With the rapid development of deep learning technology, there are numerous deep learning-based methods for image anomaly detection, and the common methods mainly include classification-based, few-shot-based, and feature registration-based methods. A common solution for classification-based methods is to model the distribution of normal samples to identify abnormal samples. To achieve this goal, Bergmann et al. (2020), Defard et al. (2021), and others proposed a strategy where separate models are trained for different classes of objects. However, this one-class-one-model scheme may lead to an increase in memory consumption, especially when the number of classes increases. Moreover, this strategy may not be applicable when the normal sample has more categories.
Few-shot-based approaches mainly utilize few-shot in training to provide limited normal image data for each category (Fengping and Peng Yunfa, 2022). Sheynin et al. (2021) proposed few-shot learning to improve the performance of a model when dealing with few-shot data by learning shared features across categories. This can be achieved through transfer learning (Jiang et al., 2022), meta-learning, or generative adversarial networks (Goodfellow et al., 2014). These methods try to exploit the commonalities between classes to enhance the generalization ability of the model and thus achieve better results in few-shot anomaly detection tasks. In addition, to address the imbalance problem of few-shot datasets, He and Garcia (2009) proposed using resampling techniques to adjust the number of samples from different categories so that the model can better learn the data from a few categories.
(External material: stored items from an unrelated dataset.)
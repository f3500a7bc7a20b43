//! The game a room holds.
//!
//! `Table` is a tagged union over the variants so the session layer can own
//! one value per room and route `Choice`s without knowing which game runs.
//!
//! ## Example
//!
//! ```
//! use card_table::{BlackjackMove, ParticipantId, Table, TableConfig, Turn, Variant};
//!
//! let config = TableConfig::new(Variant::Blackjack).with_seed(7);
//! let seats = [ParticipantId::from("ana"), ParticipantId::from("bo")];
//! let mut table = Table::new(config, seats).unwrap();
//!
//! table.place_wager(&"ana".into(), 10).unwrap();
//! table.initial_deal().unwrap();
//!
//! while let Some(id) = table.current_turn().participant().cloned() {
//!     table.apply(&id, BlackjackMove::Stand.into()).unwrap();
//! }
//! while table.current_turn() == Turn::Dealer {
//!     table.tick().unwrap();
//! }
//!
//! assert_eq!(table.current_turn(), Turn::GameOver);
//! assert!(!table.compute_result().unwrap().winners.is_empty());
//! ```

use im::Vector;

use crate::core::{
    ActionRecord, Choice, Deck, EngineError, GameRngState, IllegalReason, Participant, ParticipantId, TableConfig, Variant,
};
use crate::games::{Blackjack, War};
use crate::rules::{GameResult, GameVariant, Turn};
use crate::view::TableView;

/// One room's game.
#[derive(Debug)]
pub enum Table {
    Blackjack(Blackjack),
    War(War),
}

/// Run the same expression against whichever variant is inside.
macro_rules! dispatch {
    ($table:expr, $game:ident => $body:expr) => {
        match $table {
            Table::Blackjack($game) => $body,
            Table::War($game) => $body,
        }
    };
}

impl Table {
    /// Open a table for `config.variant` with a shuffled deck.
    pub fn new(config: TableConfig, ids: impl IntoIterator<Item = ParticipantId>) -> Result<Self, EngineError> {
        Ok(match config.variant {
            Variant::Blackjack => Table::Blackjack(Blackjack::new(config, ids)?),
            Variant::War => Table::War(War::new(config, ids)?),
        })
    }

    /// Open a table that deals its first game from `deck`.
    pub fn with_deck(
        config: TableConfig,
        ids: impl IntoIterator<Item = ParticipantId>,
        deck: Deck,
    ) -> Result<Self, EngineError> {
        Ok(match config.variant {
            Variant::Blackjack => Table::Blackjack(Blackjack::with_deck(config, ids, deck)?),
            Variant::War => Table::War(War::with_deck(config, ids, deck)?),
        })
    }

    // === Queries ===

    #[must_use]
    pub fn variant(&self) -> Variant {
        dispatch!(self, game => game.variant())
    }

    #[must_use]
    pub fn participants(&self) -> &[Participant] {
        dispatch!(self, game => game.participants())
    }

    pub fn participant(&self, id: &ParticipantId) -> Result<&Participant, EngineError> {
        dispatch!(self, game => game.participant(id))
    }

    #[must_use]
    pub fn round(&self) -> u32 {
        dispatch!(self, game => game.round())
    }

    #[must_use]
    pub fn history(&self) -> &Vector<ActionRecord> {
        dispatch!(self, game => game.history())
    }

    #[must_use]
    pub fn current_turn(&self) -> Turn {
        dispatch!(self, game => game.current_turn())
    }

    #[must_use]
    pub fn is_turn(&self, id: &ParticipantId) -> bool {
        dispatch!(self, game => game.is_turn(id))
    }

    #[must_use]
    pub fn is_in_progress(&self) -> bool {
        dispatch!(self, game => game.is_in_progress())
    }

    #[must_use]
    pub fn display_state(&self) -> TableView {
        dispatch!(self, game => game.display_state())
    }

    #[must_use]
    pub fn rng_state(&self) -> GameRngState {
        dispatch!(self, game => game.rng_state())
    }

    /// Latest settled War round. Always `None` for Blackjack.
    #[must_use]
    pub fn round_result(&self) -> Option<GameResult> {
        match self {
            Table::Blackjack(_) => None,
            Table::War(game) => game.round_result(),
        }
    }

    #[must_use]
    pub fn as_blackjack(&self) -> Option<&Blackjack> {
        match self {
            Table::Blackjack(game) => Some(game),
            Table::War(_) => None,
        }
    }

    #[must_use]
    pub fn as_war(&self) -> Option<&War> {
        match self {
            Table::War(game) => Some(game),
            Table::Blackjack(_) => None,
        }
    }

    // === Transitions ===

    pub fn place_wager(&mut self, id: &ParticipantId, amount: u64) -> Result<(), EngineError> {
        dispatch!(self, game => game.place_wager(id, amount))
    }

    pub fn initial_deal(&mut self) -> Result<Turn, EngineError> {
        dispatch!(self, game => game.initial_deal())
    }

    pub fn advance_turn(&mut self) -> Turn {
        dispatch!(self, game => game.advance_turn())
    }

    /// Apply a choice from `id`. A choice for the other variant is rejected.
    pub fn apply(&mut self, id: &ParticipantId, choice: Choice) -> Result<Turn, EngineError> {
        match (self, choice) {
            (Table::Blackjack(game), Choice::Blackjack(mv)) => game.apply_action(id, mv),
            (Table::War(game), Choice::War(mv)) => game.apply_action(id, mv),
            _ => Err(IllegalReason::WrongVariant.into()),
        }
    }

    pub fn default_move(&mut self) -> Result<Turn, EngineError> {
        dispatch!(self, game => game.default_move())
    }

    pub fn tick(&mut self) -> Result<Turn, EngineError> {
        dispatch!(self, game => game.tick())
    }

    pub fn compute_result(&mut self) -> Result<GameResult, EngineError> {
        dispatch!(self, game => game.compute_result())
    }

    pub fn reset_for_new_round(&mut self) -> Vec<ParticipantId> {
        dispatch!(self, game => game.reset_for_new_round())
    }

    pub fn remove_participant(&mut self, id: &ParticipantId) -> Result<Participant, EngineError> {
        dispatch!(self, game => game.remove_participant(id))
    }
}

#[cfg(test)]
mod tests {
    use super::*;
    use crate::core::{BlackjackMove, WarMove};

    fn ids(names: &[&str]) -> Vec<ParticipantId> {
        names.iter().map(|n| ParticipantId::from(*n)).collect()
    }

    #[test]
    fn test_new_dispatches_on_variant() {
        let war = Table::new(TableConfig::new(Variant::War).with_seed(1), ids(&["a", "b"])).unwrap();
        assert_eq!(war.variant(), Variant::War);
        assert!(war.as_war().is_some());

        let blackjack = Table::new(TableConfig::new(Variant::Blackjack).with_seed(1), ids(&["a"])).unwrap();
        assert_eq!(blackjack.variant(), Variant::Blackjack);
        assert!(blackjack.as_blackjack().is_some());
        assert_eq!(blackjack.round_result(), None);
    }

    #[test]
    fn test_wrong_variant_choice() {
        let mut table = Table::new(TableConfig::new(Variant::War).with_seed(1), ids(&["a", "b"])).unwrap();
        table.initial_deal().unwrap();

        let err = table.apply(&"a".into(), BlackjackMove::Hit.into()).unwrap_err();
        assert_eq!(err, EngineError::IllegalAction(IllegalReason::WrongVariant));
        assert!(table.history().is_empty());

        table.apply(&"a".into(), WarMove::Draw.into()).unwrap();
        assert_eq!(table.history().len(), 1);
    }

    #[test]
    fn test_war_rejects_single_seat() {
        assert!(matches!(
            Table::new(TableConfig::new(Variant::War), ids(&["a"])),
            Err(EngineError::UnsupportedTableSize { count: 1, min: 2, max: 52 })
        ));
    }
}
//! Display projection for the broadcast layer.
//!
//! A `TableView` is built fresh from the game on every call and never
//! aliases game state. The dealer's hole card and War reserve piles are
//! redacted here rather than by cloning and overwriting the game.

pub mod projection;

pub use projection::{CardFace, ParticipantView, TableView};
Gupta et al. (2020) proposed to use a weighted loss function of the samples from different categories to give more importance to the few categories. However, the above methods do not utilize the commonalities between categories, which can affect the effectiveness of the model in learning for the minority category.
Feature registration-based methods mainly rely on the steps of feature extraction, feature matching, geometric transformation modeling, and registration optimization to ensure registration between different images, making anomalies easier to detect and analyze in images. Huang et al. (2022) proposed to implement a generic anomaly detection model using feature registration, capable of shared learning across multiple categories and can be generalized to new categories. However, deformations and rotations in the image affect the accurate registration of the features, resulting in a model that is less robust to these changes in appearance, thus affecting the performance of anomaly detection.
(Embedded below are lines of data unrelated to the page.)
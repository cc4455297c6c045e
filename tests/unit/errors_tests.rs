/*!
 * Tests for error types and conversions
 */

use std::path::PathBuf;

use ttaf2vtt::errors::WebVttError;

#[test]
fn test_webVttError_validation_shouldDisplayCorrectly() {
    let error = WebVttError::Validation("bad time".to_string());
    let display = format!("{}", error);
    assert!(display.contains("Validation error"));
    assert!(display.contains("bad time"));
    assert!(error.is_cue_level());
}

#[test]
fn test_webVttError_format_shouldBeCueLevel() {
    let error = WebVttError::Format("must at least be mm:ss".to_string());
    assert!(format!("{}", error).contains("mm:ss"));
    assert!(error.is_cue_level());
}

#[test]
fn test_webVttError_xmlAndIo_shouldNotBeCueLevel() {
    assert!(!WebVttError::Xml("unexpected end".to_string()).is_cue_level());
    assert!(!WebVttError::io("out", "not writable").is_cue_level());
    assert!(!WebVttError::Unsupported("load".to_string()).is_cue_level());
}

#[test]
fn test_webVttError_io_shouldIncludePathAndMessage() {
    let error = WebVttError::io("out/dir", "path is not writable");
    match &error {
        WebVttError::Io { path, message } => {
            assert_eq!(path, &PathBuf::from("out/dir"));
            assert_eq!(message, "path is not writable");
        }
        other => panic!("unexpected variant {:?}", other),
    }
    let display = format!("{}", error);
    assert!(display.contains("out/dir"));
    assert!(display.contains("path is not writable"));
}

#[test]
fn test_webVttError_fromIoError_shouldWrapAsIo() {
    let io_error = std::io::Error::new(std::io::ErrorKind::NotFound, "File not found");
    let error: WebVttError = io_error.into();
    assert!(matches!(error, WebVttError::Io { .. }));
    assert!(format!("{}", error).contains("File not found"));
}

#[test]
fn test_webVttError_intoAnyhow_shouldKeepMessage() {
    let error: anyhow::Error = WebVttError::Unsupported("loading vtt".to_string()).into();
    assert!(format!("{}", error).contains("loading vtt"));
}
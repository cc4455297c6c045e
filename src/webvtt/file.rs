use std::fmt;
use std::path::Path;

use log::debug;

use crate::errors::{Result, WebVttError};
use crate::file_utils::FileSystem;
use crate::webvtt::cue::WebVttCue;
use crate::webvtt::{VTT_COMMENT_PREFIX, VTT_FILE_HEADER, VTT_TERMINATION};

// @module: WebVTT document

/// A WebVTT file: optional header text, optional comment block and an
/// ordered list of cues
///
/// Cues are emitted in insertion order. Chapters and regions are not
/// supported.
#[derive(Debug, Clone, Default, PartialEq, Eq)]
pub struct WebVttFile {
    // @field: Text following `WEBVTT - ` on the first line
    header_text: String,

    // @field: Emitted as a `NOTE` block after the header
    comment: String,

    // @field: Cues in output order
    cues: Vec<WebVttCue>,
}

impl WebVttFile {
    /// Create an empty document
    pub fn new() -> Self {
        Self::default()
    }

    /// Load a document from an existing `.vtt` file.
    ///
    /// Reading WebVTT is not supported: after checking the extension and
    /// that the file is readable this always fails with
    /// [`WebVttError::Unsupported`].
    pub fn from_file<P: AsRef<Path>>(path: P, fs: &dyn FileSystem) -> Result<Self> {
        let path = path.as_ref();

        let is_vtt = path
            .extension()
            .is_some_and(|ext| ext.to_string_lossy() == "vtt");
        if !is_vtt {
            return Err(WebVttError::Validation(format!(
                "file must be a vtt file: {}",
                path.display()
            )));
        }

        if !fs.is_readable(path) {
            return Err(WebVttError::io(path, "file is not readable"));
        }

        Err(WebVttError::Unsupported(format!(
            "loading existing WebVTT files is not implemented: {}",
            path.display()
        )))
    }

    pub fn header_text(&self) -> &str {
        &self.header_text
    }

    pub fn set_header_text(&mut self, header_text: impl Into<String>) {
        self.header_text = header_text.into();
    }

    pub fn comment(&self) -> &str {
        &self.comment
    }

    pub fn set_comment(&mut self, comment: impl Into<String>) {
        self.comment = comment.into();
    }

    pub fn cues(&self) -> &[WebVttCue] {
        &self.cues
    }

    /// Append cues, keeping their relative order.
    ///
    /// Repeated calls accumulate; existing cues are never replaced.
    pub fn set_cues<I>(&mut self, cues: I)
    where
        I: IntoIterator<Item = WebVttCue>,
    {
        self.cues.extend(cues);
    }

    pub fn len(&self) -> usize {
        self.cues.len()
    }

    pub fn is_empty(&self) -> bool {
        self.cues.is_empty()
    }

    /// Write the serialized document to `path`.
    ///
    /// A missing parent directory is created (one level only). Fails with
    /// [`WebVttError::Io`] when the directory is not writable, in which case
    /// nothing is written. An existing file is overwritten.
    pub fn write_to_file<P: AsRef<Path>>(&self, path: P, fs: &dyn FileSystem) -> Result<()> {
        let path = path.as_ref();
        let dir = path
            .parent()
            .filter(|p| !p.as_os_str().is_empty())
            .unwrap_or(Path::new("."));

        if !fs.is_dir(dir) {
            debug!("Creating output directory {}", dir.display());
            fs.create_dir(dir)?;
        }

        if !fs.is_writable_dir(dir) {
            return Err(WebVttError::io(dir, "path is not writable"));
        }

        fs.write(path, &self.to_string())?;
        debug!("Wrote {} cues to {}", self.cues.len(), path.display());
        Ok(())
    }

    fn format_header(&self) -> String {
        if self.header_text.is_empty() {
            format!("{}{}", VTT_FILE_HEADER, VTT_TERMINATION)
        } else {
            format!("{} - {}{}", VTT_FILE_HEADER, self.header_text, VTT_TERMINATION)
        }
    }

    fn format_comment(&self) -> String {
        if self.comment.is_empty() {
            String::new()
        } else {
            format!("{} {}{}", VTT_COMMENT_PREFIX, self.comment, VTT_TERMINATION)
        }
    }
}

impl fmt::Display for WebVttFile {
    fn fmt(&self, f: &mut fmt::Formatter) -> fmt::Result {
        f.write_str(&self.format_header())?;
        f.write_str(&self.format_comment())?;
        for cue in &self.cues {
            write!(f, "{}", cue)?;
        }
        Ok(())
    }
}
In general, the problems of the above methods mainly lie in the uneven distribution of data samples, the failure of few-shot learning to fully utilize the commonalities between categories, and the poor robustness of feature registration. Techniques such as variability convolution, few-shot learning, and attention mechanisms are now widely used in the anomaly detection task of images. Small-sample learning can provide the model with richer anomaly data and image features, variability convolution makes the model capture the changing features more efficiently, and the attention mechanism focuses on recognizing the important features in the data. In addition, feature registration techniques help to improve the recognition of critical features and may reduce the effect of noise on the model. Therefore, this paper proposes a class-independent detection model based on a multidimensional convolutional attention module (MAM) and feature registration as a class-independent detection model for less sample anomaly detection (RCM-FSAD), the model can be mainly divided into two parts: feature extraction and anomaly detection and localization, the features contain structural and distributional features, and the anomaly judgment is mainly realized through the decoder to achieve the segmentation and localization of anomalous images.
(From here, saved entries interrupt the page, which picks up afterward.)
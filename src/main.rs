// Module-specific lints configuration
#![allow(clippy::uninlined_format_args)]

use anyhow::{anyhow, Result};
use clap::{CommandFactory, Parser, Subcommand, ValueEnum};
use clap_complete::{generate, Shell};
use log::{error, info, Level, LevelFilter, Log, Metadata, Record, SetLoggerError};
use std::io::Write;
use std::path::PathBuf;

use ttaf2vtt::app_config::{self, Config};
use ttaf2vtt::app_controller::Controller;
use ttaf2vtt::converters::IdPolicy;

/// CLI Wrapper for LogLevel to implement ValueEnum
#[derive(Debug, Clone, ValueEnum)]
enum CliLogLevel {
    Error,
    Warn,
    Info,
    Debug,
    Trace,
}

impl From<CliLogLevel> for app_config::LogLevel {
    fn from(cli_level: CliLogLevel) -> Self {
        match cli_level {
            CliLogLevel::Error => app_config::LogLevel::Error,
            CliLogLevel::Warn => app_config::LogLevel::Warn,
            CliLogLevel::Info => app_config::LogLevel::Info,
            CliLogLevel::Debug => app_config::LogLevel::Debug,
            CliLogLevel::Trace => app_config::LogLevel::Trace,
        }
    }
}

/// CLI Wrapper for IdPolicy to implement ValueEnum
#[derive(Debug, Clone, ValueEnum)]
enum CliIdPolicy {
    Positional,
    Sequential,
}

impl From<CliIdPolicy> for IdPolicy {
    fn from(cli_policy: CliIdPolicy) -> Self {
        match cli_policy {
            CliIdPolicy::Positional => IdPolicy::Positional,
            CliIdPolicy::Sequential => IdPolicy::Sequential,
        }
    }
}

#[derive(Subcommand, Debug)]
enum Commands {
    /// Generate shell completions for ttaf2vtt
    Completions {
        /// Shell to generate completions for
        #[arg(value_enum)]
        shell: Shell,
    },
}

/// ttaf2vtt - TTAF1 timed text to WebVTT converter
#[derive(Parser, Debug)]
#[command(name = "ttaf2vtt")]
#[command(version)]
#[command(about = "Convert TTAF1 XML subtitles into WebVTT files")]
#[command(long_about = "ttaf2vtt converts legacy TTAF1 (Timed Text Authoring Format) XML captions into WebVTT.

EXAMPLES:
    ttaf2vtt path/to/source.xml path/to/destination.vtt   # Convert a single file
    ttaf2vtt path/to/source_dir path/to/destination_dir   # Convert every .xml file in a directory
    ttaf2vtt --header Sample in.xml out.vtt               # Write `WEBVTT - Sample` as first line
    ttaf2vtt completions bash > ttaf2vtt.bash             # Generate bash completions

CONFIGURATION:
    Settings are read from conf.json when present. Command line options take
    precedence over the configuration file.")]
struct CommandLineOptions {
    #[command(subcommand)]
    command: Option<Commands>,

    /// Source TTAF file or directory of TTAF files
    #[arg(value_name = "SOURCE")]
    source: Option<PathBuf>,

    /// Destination WebVTT file or directory
    #[arg(value_name = "DESTINATION")]
    destination: Option<PathBuf>,

    /// Text appended to the WEBVTT header line
    #[arg(long)]
    header: Option<String>,

    /// Comment written as a NOTE block after the header
    #[arg(long)]
    comment: Option<String>,

    /// Cue id assignment when source cues are skipped
    #[arg(long, value_enum)]
    id_policy: Option<CliIdPolicy>,

    /// Configuration file path
    #[arg(short, long, default_value = "conf.json")]
    config_path: String,

    /// Set logging level
    #[arg(short, long, value_enum)]
    log_level: Option<CliLogLevel>,
}

// @struct: Custom logger implementation
struct CustomLogger {
    level: LevelFilter,
}

impl CustomLogger {
    // @initializes: Global logger
    fn init(level: LevelFilter) -> Result<(), SetLoggerError> {
        log::set_boxed_logger(Box::new(CustomLogger { level: LevelFilter::Trace }))?;
        log::set_max_level(level);
        Ok(())
    }

    // @returns: ANSI color for log level
    fn color_for_level(level: Level) -> &'static str {
        match level {
            Level::Error => "\x1B[1;31m",
            Level::Warn => "\x1B[1;33m",
            Level::Info => "\x1B[1;32m",
            Level::Debug => "\x1B[1;36m",
            Level::Trace => "\x1B[1;35m",
        }
    }
}

impl Log for CustomLogger {
    fn enabled(&self, metadata: &Metadata) -> bool {
        metadata.level() <= self.level
    }

    fn log(&self, record: &Record) {
        if self.enabled(record.metadata()) {
            let now = chrono::Local::now().format("%H:%M:%S.%3f");
            let mut stderr = std::io::stderr();
            let _ = writeln!(
                stderr,
                "{}{} {:<5} {}\x1B[0m",
                Self::color_for_level(record.level()),
                now,
                record.level(),
                record.args()
            );
        }
    }

    fn flush(&self) {
        let _ = std::io::stderr().flush();
    }
}

#[tokio::main]
async fn main() {
    if let Err(e) = run().await {
        error!("{:#}", e);
        std::process::exit(1);
    }
}

async fn run() -> Result<()> {
    CustomLogger::init(LevelFilter::Info)?;

    let cli = CommandLineOptions::parse();

    if let Some(Commands::Completions { shell }) = cli.command {
        let mut cmd = CommandLineOptions::command();
        generate(shell, &mut cmd, "ttaf2vtt", &mut std::io::stdout());
        return Ok(());
    }

    let (source, destination) = match (cli.source.clone(), cli.destination.clone()) {
        (Some(source), Some(destination)) => (source, destination),
        _ => {
            CommandLineOptions::command().print_help()?;
            return Err(anyhow!("SOURCE and DESTINATION are required"));
        }
    };

    let config = build_config(&cli)?;
    log::set_max_level(config.log_level.to_level_filter());

    let controller = Controller::with_config(config)?;

    if source.is_dir() {
        let summary = controller.convert_directory(&source, &destination).await?;
        info!(
            "Converted {} file(s), {} failed",
            summary.converted, summary.failed
        );
    } else {
        controller.convert_file(&source, &destination)?;
    }

    Ok(())
}

// @merges: Config file values with command line overrides
fn build_config(cli: &CommandLineOptions) -> Result<Config> {
    let mut config = Config::load_or_default(&cli.config_path)?;

    if let Some(header) = &cli.header {
        config.header_text = header.clone();
    }
    if let Some(comment) = &cli.comment {
        config.comment = comment.clone();
    }
    if let Some(id_policy) = &cli.id_policy {
        config.id_policy = id_policy.clone().into();
    }
    if let Some(log_level) = &cli.log_level {
        config.log_level = log_level.clone().into();
    }

    config.validate()?;
    Ok(config)
}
The main contributions of this paper are summarized below:
Aiming at the problem of how to learn the commonality between categories when based on a few-shot model. A MAM is proposed, which combined with the feature registration technique makes the model pay deeper attention to the pixel regions in the image that play a decisive role in the classification, enabling the model to learn the commonalities between categories during training and reducing the problem of poor data generalization. Aiming at the problem of poor feature-based alignment robustness and difficulty in effectively capturing the changing features. A twin network trained based on variability convolution v2 (deformable convolutional network v2 [DCNv2]) is proposed, which improves the expressive ability and adaptability of the model, enabling the model to better handle complex image data and improve the performance and generalization of the task. Aim at the problem of one class and one model based on the small amount of anomaly sample data for classification. A multidimensional spatial generalized anomaly detection model (RCM-FSAD) is proposed, where all the classes only need to train a unified model with a small number of samples. The model first feeds normal images into a pretrained feature extraction network for feature extraction. Next, the extracted features are ensemble-trained by feature registration to learn a universal feature representation. Schematic structure of the TAM. Note. TAM = triplet attention module. Schematic diagram of the detailed process of the TAM . Note. TAM = triplet attention module.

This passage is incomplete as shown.